//! Flow-controlled, self-resuming subscriptions.
//!
//! A subscription never has more than `batch_size` events outstanding. A new
//! fetch request is only sent once the server owes nothing for the previous
//! ones *and* the caller has pulled every batch delivered so far, so a slow
//! consumer is never handed more than it asked for.
//!
//! On transient failures the subscription reconnects and resumes right after
//! the last event it delivered.

use std::{
    future::Future,
    pin::Pin,
    task::{Context, Poll},
    time::Duration,
};

use futures::{Stream, StreamExt};
use tokio::{
    sync::{mpsc, watch},
    time::timeout,
};
use tokio_stream::wrappers::ReceiverStream;
use tracing::{debug, info};

use crate::{
    api,
    client::ClientError,
    retry::{RetryBackoff, RetryBackoffBuilder},
    types::{FetchBatch, ReplayId, ReplayStart, TopicName},
};

/// Upper bound on `num_requested` accepted by the server.
pub const MAX_BATCH_SIZE: usize = 100;

const DEFAULT_HEARTBEAT_TIMEOUT: Duration = Duration::from_secs(300);
const REQUEST_CHANNEL_CAPACITY: usize = 4;

#[derive(Debug, Clone)]
pub struct SubscribeRequest {
    pub topic: TopicName,
    pub replay_start: ReplayStart,
    /// Requested events per fetch. Values outside `1..=100` are clamped.
    pub batch_size: usize,
    /// Longest silence tolerated from the server before reconnecting. The
    /// server sends keepalives every 270 seconds.
    pub heartbeat_timeout: Duration,
    /// Also yield batches without events.
    pub yield_keepalives: bool,
}

impl SubscribeRequest {
    pub fn new(topic: TopicName) -> Self {
        Self {
            topic,
            replay_start: ReplayStart::default(),
            batch_size: MAX_BATCH_SIZE,
            heartbeat_timeout: DEFAULT_HEARTBEAT_TIMEOUT,
            yield_keepalives: false,
        }
    }

    pub fn with_replay_start(self, replay_start: ReplayStart) -> Self {
        Self {
            replay_start,
            ..self
        }
    }

    /// Maximum number of events outstanding at any time.
    pub fn with_batch_size(self, batch_size: usize) -> Self {
        assert!(
            batch_size > 0 && batch_size <= MAX_BATCH_SIZE,
            "Batch size must be between 1 and 100"
        );
        Self { batch_size, ..self }
    }

    pub fn with_heartbeat_timeout(self, heartbeat_timeout: Duration) -> Self {
        Self {
            heartbeat_timeout,
            ..self
        }
    }

    pub fn with_keepalives(self, yield_keepalives: bool) -> Self {
        Self {
            yield_keepalives,
            ..self
        }
    }
}

#[derive(Debug, Clone, thiserror::Error)]
pub enum SubscriptionError {
    #[error(transparent)]
    Client(#[from] ClientError),
    #[error("no response within heartbeat timeout")]
    HeartbeatTimeout,
    #[error("subscription closed by server")]
    Closed,
}

impl SubscriptionError {
    pub fn is_retryable(&self) -> bool {
        match self {
            Self::Client(err) => err.is_retryable(),
            Self::HeartbeatTimeout | Self::Closed => true,
        }
    }
}

pub(crate) type FetchResponses =
    Pin<Box<dyn Send + Stream<Item = Result<api::FetchResponse, ClientError>>>>;

/// Opens one `Subscribe` stream.
pub(crate) trait FetchTransport: Send + Sync + 'static {
    fn open(
        &self,
        requests: ReceiverStream<api::FetchRequest>,
    ) -> impl Future<Output = Result<FetchResponses, ClientError>> + Send;
}

type Streaming<R> = Pin<Box<dyn Send + Stream<Item = Result<R, SubscriptionError>>>>;

/// Stream of fetched batches for one topic.
///
/// Ends after yielding the first error that cannot be retried.
pub struct Subscription {
    topic: TopicName,
    checkpoint: watch::Receiver<Option<ReplayId>>,
    inner: Streaming<FetchBatch>,
}

impl Subscription {
    pub(crate) fn new<T: FetchTransport>(
        transport: T,
        req: SubscribeRequest,
        retry: RetryBackoffBuilder,
    ) -> Self {
        let initial = match &req.replay_start {
            ReplayStart::Custom(replay_id) => Some(replay_id.clone()),
            ReplayStart::Latest | ReplayStart::Earliest => None,
        };
        let (checkpoint_tx, checkpoint) = watch::channel(initial);
        Self {
            topic: req.topic.clone(),
            checkpoint,
            inner: Box::pin(subscription_stream(transport, req, retry, checkpoint_tx)),
        }
    }

    pub fn topic(&self) -> &TopicName {
        &self.topic
    }

    /// Replay id of the last event handed to the caller, or of the latest
    /// keepalive when it is newer.
    ///
    /// Persist it once the delivered events are processed to resume from
    /// there later.
    pub fn last_replay_id(&self) -> Option<ReplayId> {
        self.checkpoint.borrow().clone()
    }
}

impl Stream for Subscription {
    type Item = Result<FetchBatch, SubscriptionError>;

    fn poll_next(mut self: Pin<&mut Self>, cx: &mut Context<'_>) -> Poll<Option<Self::Item>> {
        self.inner.as_mut().poll_next(cx)
    }
}

fn subscription_stream<T: FetchTransport>(
    transport: T,
    req: SubscribeRequest,
    retry: RetryBackoffBuilder,
    checkpoint: watch::Sender<Option<ReplayId>>,
) -> impl Send + Stream<Item = Result<FetchBatch, SubscriptionError>> {
    async_stream::stream! {
        let mut backoffs = retry.build();
        let mut reconnects: u64 = 0;

        'session: loop {
            let replay_start =
                ReplayStart::resume_or(checkpoint.borrow().clone(), req.replay_start.clone());
            let (request_tx, request_rx) = mpsc::channel(REQUEST_CHANNEL_CAPACITY);

            let mut responses = match transport.open(ReceiverStream::new(request_rx)).await {
                Ok(responses) => responses,
                Err(err) => {
                    let err = SubscriptionError::from(err);
                    if can_retry(&err, &mut backoffs).await {
                        reconnects += 1;
                        continue;
                    }
                    yield Err(err);
                    break;
                }
            };
            info!(topic = %req.topic, ?replay_start, reconnects, "subscribed");

            let mut flow = FlowControl::new(req.batch_size);
            let mut first_request = Some(replay_start);

            let err = loop {
                if let Some(num_requested) = flow.next_request() {
                    let fetch = fetch_request(&req.topic, first_request.take(), num_requested);
                    if request_tx.send(fetch).await.is_err() {
                        break SubscriptionError::Closed;
                    }
                }

                match timeout(req.heartbeat_timeout, responses.next()).await {
                    Ok(Some(Ok(resp))) => {
                        let batch = match FetchBatch::try_from(resp) {
                            Ok(batch) => batch,
                            Err(err) => {
                                yield Err(SubscriptionError::from(ClientError::from(err)));
                                break 'session;
                            }
                        };
                        flow.on_response(&batch);
                        if backoffs.attempts_used() > 0 {
                            backoffs.reset();
                        }

                        let delivered = batch
                            .events
                            .last()
                            .map(|event| event.replay_id.clone())
                            .or_else(|| batch.latest_replay_id.clone());
                        if delivered.is_some() {
                            checkpoint.send_replace(delivered);
                        }

                        if batch.is_keepalive() {
                            debug!(
                                topic = %req.topic,
                                pending = batch.pending_num_requested,
                                "keepalive"
                            );
                            if !req.yield_keepalives {
                                continue;
                            }
                        }
                        yield Ok(batch);
                    }
                    Ok(Some(Err(err))) => break err.into(),
                    Ok(None) => break SubscriptionError::Closed,
                    Err(_) => break SubscriptionError::HeartbeatTimeout,
                }
            };

            if can_retry(&err, &mut backoffs).await {
                reconnects += 1;
                continue;
            }
            yield Err(err);
            break;
        }
    }
}

fn fetch_request(
    topic: &TopicName,
    replay_start: Option<ReplayStart>,
    num_requested: usize,
) -> api::FetchRequest {
    let mut fetch = api::FetchRequest {
        topic_name: topic.to_string(),
        num_requested: num_requested.min(MAX_BATCH_SIZE) as i32,
        ..Default::default()
    };
    if let Some(replay_start) = replay_start {
        let (preset, replay_id) = replay_start.into_api_parts();
        fetch.replay_preset = preset as i32;
        fetch.replay_id = replay_id;
    }
    fetch
}

/// Tracks events requested from the server but not yet received.
#[derive(Debug)]
struct FlowControl {
    batch_size: usize,
    pending: usize,
}

impl FlowControl {
    fn new(batch_size: usize) -> Self {
        Self {
            batch_size: batch_size.clamp(1, MAX_BATCH_SIZE),
            pending: 0,
        }
    }

    /// Number of events to request, when a new fetch request is due.
    fn next_request(&mut self) -> Option<usize> {
        if self.pending > 0 {
            return None;
        }
        self.pending = self.batch_size;
        Some(self.batch_size)
    }

    fn on_response(&mut self, batch: &FetchBatch) {
        let expected = self.pending.saturating_sub(batch.events.len());
        if batch.pending_num_requested != expected {
            debug!(
                expected,
                reported = batch.pending_num_requested,
                "server pending count differs"
            );
        }
        // The server's count is authoritative but never exceeds what was asked.
        self.pending = batch.pending_num_requested.min(self.batch_size);
    }
}

async fn can_retry(err: &SubscriptionError, backoffs: &mut RetryBackoff) -> bool {
    if err.is_retryable()
        && let Some(backoff) = backoffs.next()
    {
        debug!(
            %err,
            ?backoff,
            num_retries_remaining = backoffs.remaining(),
            "retrying subscription"
        );
        tokio::time::sleep(backoff).await;
        true
    } else {
        debug!(
            %err,
            is_retryable = err.is_retryable(),
            retries_exhausted = backoffs.is_exhausted(),
            "not retrying subscription"
        );
        false
    }
}
//! Client for change data capture streams served over the Salesforce
//! Pub/Sub API.
//!
//! [`Client::subscribe`](client::Client::subscribe) yields raw batches with
//! flow control and automatic resumption. [`Client::change_events`](client::Client::change_events)
//! builds on it to yield decoded [`ChangeEvent`](events::ChangeEvent)s, with
//! schemas fetched once per schema id and changed-field bitmaps resolved to
//! field names.

mod api;
mod service;

pub mod auth;
pub mod bitmap;
pub mod checkpoint;
pub mod client;
pub mod decode;
pub mod events;
pub mod retry;
pub mod schema;
pub mod subscription;
pub mod types;

pub use apache_avro;
pub use futures;
pub use http::uri;
pub use secrecy::SecretString;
※ ※ ※
Exercise details
Count every line in the entries above where the word "SubscribeRequest" appears; respond with the number alone.

The completed task
4